● **EXERCISE DESCRIPTION**
What lines of the material below include the string "filename"? Copy all of them.

● **DATA SHOWN**
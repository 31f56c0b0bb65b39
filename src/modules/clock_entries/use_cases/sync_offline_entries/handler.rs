// Sync engine: pushes queued clock entries to the remote side.
//
// Each entry is committed and marked on its own, so one failure never
// stops the rest of the pass. Failed entries stay unsynced and are tried
// again on the next pass. The last sync time is written once the whole
// pass is over, whatever the individual outcomes.

use crate::modules::clock_entries::adapters::outbound::local_entry_store::LocalEntryStore;
use crate::modules::clock_entries::core::ports::RemoteCommitter;
use crate::modules::clock_entries::use_cases::sync_offline_entries::outcome::{
    SyncOutcome, SyncReport, SyncStatus,
};
use crate::shared::core::clock::Clock;
use crate::shared::infrastructure::connectivity::ConnectivityMonitor;
use crate::shared::infrastructure::key_value_store::SlotError;
use std::sync::Arc;
use thiserror::Error;
use tokio::sync::Mutex;
use tracing::{debug, info, warn};

#[derive(Debug, Error)]
pub enum SyncError {
    #[error(transparent)]
    Store(#[from] SlotError),
}

pub struct SyncEngine<TRemote>
where
    TRemote: RemoteCommitter + 'static,
{
    store: Arc<LocalEntryStore>,
    remote: Arc<TRemote>,
    connectivity: Arc<ConnectivityMonitor>,
    clock: Arc<dyn Clock>,
    pass: Mutex<()>,
}

impl<TRemote> SyncEngine<TRemote>
where
    TRemote: RemoteCommitter + 'static,
{
    pub fn new(
        store: Arc<LocalEntryStore>,
        remote: Arc<TRemote>,
        connectivity: Arc<ConnectivityMonitor>,
        clock: Arc<dyn Clock>,
    ) -> Self {
        Self {
            store,
            remote,
            connectivity,
            clock,
            pass: Mutex::new(()),
        }
    }

    pub async fn sync_all(&self) -> Result<SyncOutcome, SyncError> {
        if !self.connectivity.is_online() {
            debug!("offline, sync skipped");
            return Ok(SyncOutcome::Offline);
        }

        let _pass = self.pass.lock().await;
        if !self.connectivity.is_online() {
            debug!("went offline while waiting for the previous pass, sync skipped");
            return Ok(SyncOutcome::Offline);
        }
        let pending = self.store.unsynced_entries().await?;
        let attempted = pending.len();
        let mut synced = Vec::with_capacity(attempted);
        let mut failed = Vec::new();

        for entry in pending {
            if let Err(error) = self.remote.commit(&entry).await {
                warn!(entry_id = %entry.id, %error, "failed to sync entry");
                failed.push(entry.id);
                continue;
            }
            match self.store.mark_synced(&entry.id).await {
                Ok(_) => {
                    debug!(entry_id = %entry.id, "synced entry");
                    synced.push(entry.id);
                }
                Err(error) => {
                    warn!(entry_id = %entry.id, %error, "failed to mark entry synced");
                    failed.push(entry.id);
                }
            }
        }

        let finished_at = self.clock.now();
        self.store.record_last_sync(finished_at).await?;
        info!(
            attempted,
            synced = synced.len(),
            failed = failed.len(),
            "sync pass finished"
        );
        Ok(SyncOutcome::Completed(SyncReport {
            attempted,
            synced,
            failed,
            finished_at,
        }))
    }

    pub async fn status(&self) -> Result<SyncStatus, SyncError> {
        Ok(SyncStatus {
            online: self.connectivity.is_online(),
            pending_entries: self.store.unsynced_entries().await?.len(),
            last_sync_time: self.store.last_sync_time().await?,
        })
    }
}
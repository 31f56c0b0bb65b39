// Composition root of the kiosk service.
//
// Responsibilities:
// - Assemble stores, the sync engine, the session controller and the
//   employee view from configuration.
// - Expose them through one axum router.
// - Spawn the connectivity observer.

pub mod http;
pub mod state;
pub mod workers;
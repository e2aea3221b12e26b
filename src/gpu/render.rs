use wgpu::{
    BindGroup, BindGroupLayout, Device, RenderPipeline as WgpuRenderPipeline, TextureFormat,
    TextureView,
};

use crate::gpu::frame::FrameTexture;

/// Render pipeline blitting the cell frame texture to the window as a
/// fullscreen triangle.
pub struct RenderPipeline {
    pipeline: WgpuRenderPipeline,
    bind_group_layout: BindGroupLayout,
}

impl RenderPipeline {
    /// Create a new render pipeline
    pub fn new(device: &Device, format: TextureFormat) -> Self {
        let shader = device.create_shader_module(wgpu::ShaderModuleDescriptor {
            label: Some("render-shader"),
            source: wgpu::ShaderSource::Wgsl(include_str!("../shaders/render.wgsl").into()),
        });

        let bind_group_layout = device.create_bind_group_layout(&wgpu::BindGroupLayoutDescriptor {
            label: Some("render-bind-group-layout"),
            entries: &[
                // Cell frame texture
                wgpu::BindGroupLayoutEntry {
                    binding: 0,
                    visibility: wgpu::ShaderStages::FRAGMENT,
                    ty: wgpu::BindingType::Texture {
                        sample_type: wgpu::TextureSampleType::Float { filterable: true },
                        view_dimension: wgpu::TextureViewDimension::D2,
                        multisampled: false,
                    },
                    count: None,
                },
                // Nearest sampler
                wgpu::BindGroupLayoutEntry {
                    binding: 1,
                    visibility: wgpu::ShaderStages::FRAGMENT,
                    ty: wgpu::BindingType::Sampler(wgpu::SamplerBindingType::Filtering),
                    count: None,
                },
            ],
        });

        let pipeline_layout = device.create_pipeline_layout(&wgpu::PipelineLayoutDescriptor {
            label: Some("render-pipeline-layout"),
            bind_group_layouts: &[&bind_group_layout],
            push_constant_ranges: &[],
        });

        let pipeline = device.create_render_pipeline(&wgpu::RenderPipelineDescriptor {
            label: Some("render-pipeline"),
            layout: Some(&pipeline_layout),
            vertex: wgpu::VertexState {
                module: &shader,
                entry_point: Some("vs_main"),
                buffers: &[],
                compilation_options: Default::default(),
            },
            fragment: Some(wgpu::FragmentState {
                module: &shader,
                entry_point: Some("fs_main"),
                targets: &[Some(wgpu::ColorTargetState {
                    format,
                    blend: Some(wgpu::BlendState::REPLACE),
                    write_mask: wgpu::ColorWrites::ALL,
                })],
                compilation_options: Default::default(),
            }),
            primitive: wgpu::PrimitiveState {
                topology: wgpu::PrimitiveTopology::TriangleList,
                strip_index_format: None,
                front_face: wgpu::FrontFace::Ccw,
                cull_mode: None,
                polygon_mode: wgpu::PolygonMode::Fill,
                unclipped_depth: false,
                conservative: false,
            },
            depth_stencil: None,
            multisample: wgpu::MultisampleState::default(),
            multiview: None,
            cache: None,
        });

        Self {
            pipeline,
            bind_group_layout,
        }
    }

    /// Create a bind group for the given frame texture
    pub fn create_bind_group(&self, device: &Device, frame: &FrameTexture) -> BindGroup {
        device.create_bind_group(&wgpu::BindGroupDescriptor {
            label: Some("render-bind-group"),
            layout: &self.bind_group_layout,
            entries: &[
                wgpu::BindGroupEntry {
                    binding: 0,
                    resource: wgpu::BindingResource::TextureView(&frame.view),
                },
                wgpu::BindGroupEntry {
                    binding: 1,
                    resource: wgpu::BindingResource::Sampler(&frame.sampler),
                },
            ],
        })
    }

    /// Draw the frame to the given texture view
    pub fn draw(
        &self,
        encoder: &mut wgpu::CommandEncoder,
        view: &TextureView,
        bind_group: &BindGroup,
    ) {
        let mut pass = encoder.begin_render_pass(&wgpu::RenderPassDescriptor {
            label: Some("render-pass"),
            color_attachments: &[Some(wgpu::RenderPassColorAttachment {
                view,
                resolve_target: None,
                ops: wgpu::Operations {
                    load: wgpu::LoadOp::Clear(wgpu::Color::BLACK),
                    store: wgpu::StoreOp::Store,
                },
            })],
            depth_stencil_attachment: None,
            timestamp_writes: None,
            occlusion_query_set: None,
        });

        pass.set_pipeline(&self.pipeline);
        pass.set_bind_group(0, bind_group, &[]);
        pass.draw(0..3, 0..1); // Draw fullscreen triangle
    }
}
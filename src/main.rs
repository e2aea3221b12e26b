mod app;
mod config;
mod gpu;
mod palette;
mod simulation;

use winit::event_loop::{ControlFlow, EventLoop};

use app::App;

fn main() {
    env_logger::Builder::from_env(env_logger::Env::default().default_filter_or("info")).init();

    let event_loop = EventLoop::new().expect("Failed to create event loop");
    event_loop.set_control_flow(ControlFlow::Poll);

    let mut app = App::new();
    event_loop
        .run_app(&mut app)
        .expect("Event loop terminated with an error");
}
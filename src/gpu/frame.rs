use wgpu::{Device, Extent3d, Queue, Sampler, Texture, TextureView};

use crate::palette::Rgba;

/// One-pixel-per-cell texture the CPU-rendered frame is uploaded into
/// each generation. Sampled with nearest filtering so cells stay crisp
/// at any window size.
pub struct FrameTexture {
    texture: Texture,
    pub view: TextureView,
    pub sampler: Sampler,
    extent: Extent3d,
}

impl FrameTexture {
    pub fn new(device: &Device, width: u32, height: u32) -> Self {
        let extent = Extent3d {
            width,
            height,
            depth_or_array_layers: 1,
        };

        let texture = device.create_texture(&wgpu::TextureDescriptor {
            label: Some("cell-frame-texture"),
            size: extent,
            mip_level_count: 1,
            sample_count: 1,
            dimension: wgpu::TextureDimension::D2,
            format: wgpu::TextureFormat::Rgba8UnormSrgb,
            usage: wgpu::TextureUsages::TEXTURE_BINDING | wgpu::TextureUsages::COPY_DST,
            view_formats: &[],
        });

        let view = texture.create_view(&wgpu::TextureViewDescriptor::default());

        let sampler = device.create_sampler(&wgpu::SamplerDescriptor {
            label: Some("cell-frame-sampler"),
            mag_filter: wgpu::FilterMode::Nearest,
            min_filter: wgpu::FilterMode::Nearest,
            ..Default::default()
        });

        Self {
            texture,
            view,
            sampler,
            extent,
        }
    }

    /// Upload one color per cell. The slice length must match the
    /// texture dimensions.
    pub fn upload(&self, queue: &Queue, pixels: &[Rgba]) {
        assert_eq!(
            pixels.len(),
            (self.extent.width * self.extent.height) as usize,
            "pixel data size mismatch"
        );

        queue.write_texture(
            wgpu::TexelCopyTextureInfo {
                texture: &self.texture,
                mip_level: 0,
                origin: wgpu::Origin3d::ZERO,
                aspect: wgpu::TextureAspect::All,
            },
            bytemuck::cast_slice(pixels),
            wgpu::TexelCopyBufferLayout {
                offset: 0,
                bytes_per_row: Some(4 * self.extent.width),
                rows_per_image: Some(self.extent.height),
            },
            self.extent,
        );
    }
}
mod context;
mod frame;
mod render;

pub use context::GpuContext;
pub use frame::FrameTexture;
pub use render::RenderPipeline;
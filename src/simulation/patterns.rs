/// Seed patterns replayed through the accumulator by the loader.
///
/// Coordinates are (col, row) offsets from a fixed anchor on the default
/// 240x240 grid. Every offset within a table is unique; a repeat would
/// double-apply the neighbor delta.
#[derive(Clone, Copy, Debug, PartialEq, Eq)]
pub enum Preset {
    /// Gosper's glider gun, the classic period-30 gun
    Gosper,
    /// Simkin's double-barrelled glider gun (period 120)
    Simkin,
}

impl Preset {
    /// Top-left anchor the offsets are applied from
    pub fn anchor(self) -> (usize, usize) {
        match self {
            Preset::Gosper => (102, 116),
            Preset::Simkin => (105, 110),
        }
    }

    /// Static offset table, row by row
    pub fn cells(self) -> &'static [(usize, usize)] {
        match self {
            Preset::Gosper => GOSPER_GUN,
            Preset::Simkin => SIMKIN_GUN,
        }
    }

    pub fn label(self) -> &'static str {
        match self {
            Preset::Gosper => "Gosper glider gun",
            Preset::Simkin => "Simkin glider gun",
        }
    }
}

/// Gosper glider gun, 36 cells
const GOSPER_GUN: &[(usize, usize)] = &[
    (24, 0),
    (22, 1), (24, 1),
    (12, 2), (13, 2), (20, 2), (21, 2), (34, 2), (35, 2),
    (11, 3), (15, 3), (20, 3), (21, 3), (34, 3), (35, 3),
    (0, 4), (1, 4), (10, 4), (16, 4), (20, 4), (21, 4),
    (0, 5), (1, 5), (10, 5), (14, 5), (16, 5), (17, 5), (22, 5), (24, 5),
    (10, 6), (16, 6), (24, 6),
    (11, 7), (15, 7),
    (12, 8), (13, 8),
];

/// Simkin glider gun, 36 cells
const SIMKIN_GUN: &[(usize, usize)] = &[
    (0, 0), (1, 0), (7, 0), (8, 0),
    (0, 1), (1, 1), (7, 1), (8, 1),
    (4, 3), (5, 3),
    (4, 4), (5, 4),
    (22, 9), (23, 9), (25, 9), (26, 9),
    (21, 10), (27, 10),
    (21, 11), (28, 11), (31, 11), (32, 11),
    (21, 12), (22, 12), (23, 12), (27, 12), (31, 12), (32, 12),
    (26, 13),
    (20, 17), (21, 17),
    (20, 18),
    (21, 19), (22, 19), (23, 19),
    (23, 20),
];

#[cfg(test)]
mod tests {
    use super::*;
    use crate::config::{GRID_HEIGHT, GRID_WIDTH};
    use std::collections::HashSet;

    #[test]
    fn test_preset_sizes() {
        assert_eq!(Preset::Gosper.cells().len(), 36);
        assert_eq!(Preset::Simkin.cells().len(), 36);
    }

    #[test]
    fn test_preset_cells_are_unique() {
        for preset in [Preset::Gosper, Preset::Simkin] {
            let unique: HashSet<_> = preset.cells().iter().collect();
            assert_eq!(
                unique.len(),
                preset.cells().len(),
                "{} repeats an offset",
                preset.label()
            );
        }
    }

    #[test]
    fn test_presets_fit_the_default_grid() {
        for preset in [Preset::Gosper, Preset::Simkin] {
            let (anchor_col, anchor_row) = preset.anchor();
            for &(dx, dy) in preset.cells() {
                assert!(anchor_col + dx < GRID_WIDTH);
                assert!(anchor_row + dy < GRID_HEIGHT);
            }
        }
    }
}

● **WRITTEN REPLY**
filename src/modules/clock_entries/use_cases/sync_offline_entries/handler.rs
filename src/gpu/render.rs
filename src/main.rs
filename src/gpu/frame.rs
filename src/simulation/patterns.rs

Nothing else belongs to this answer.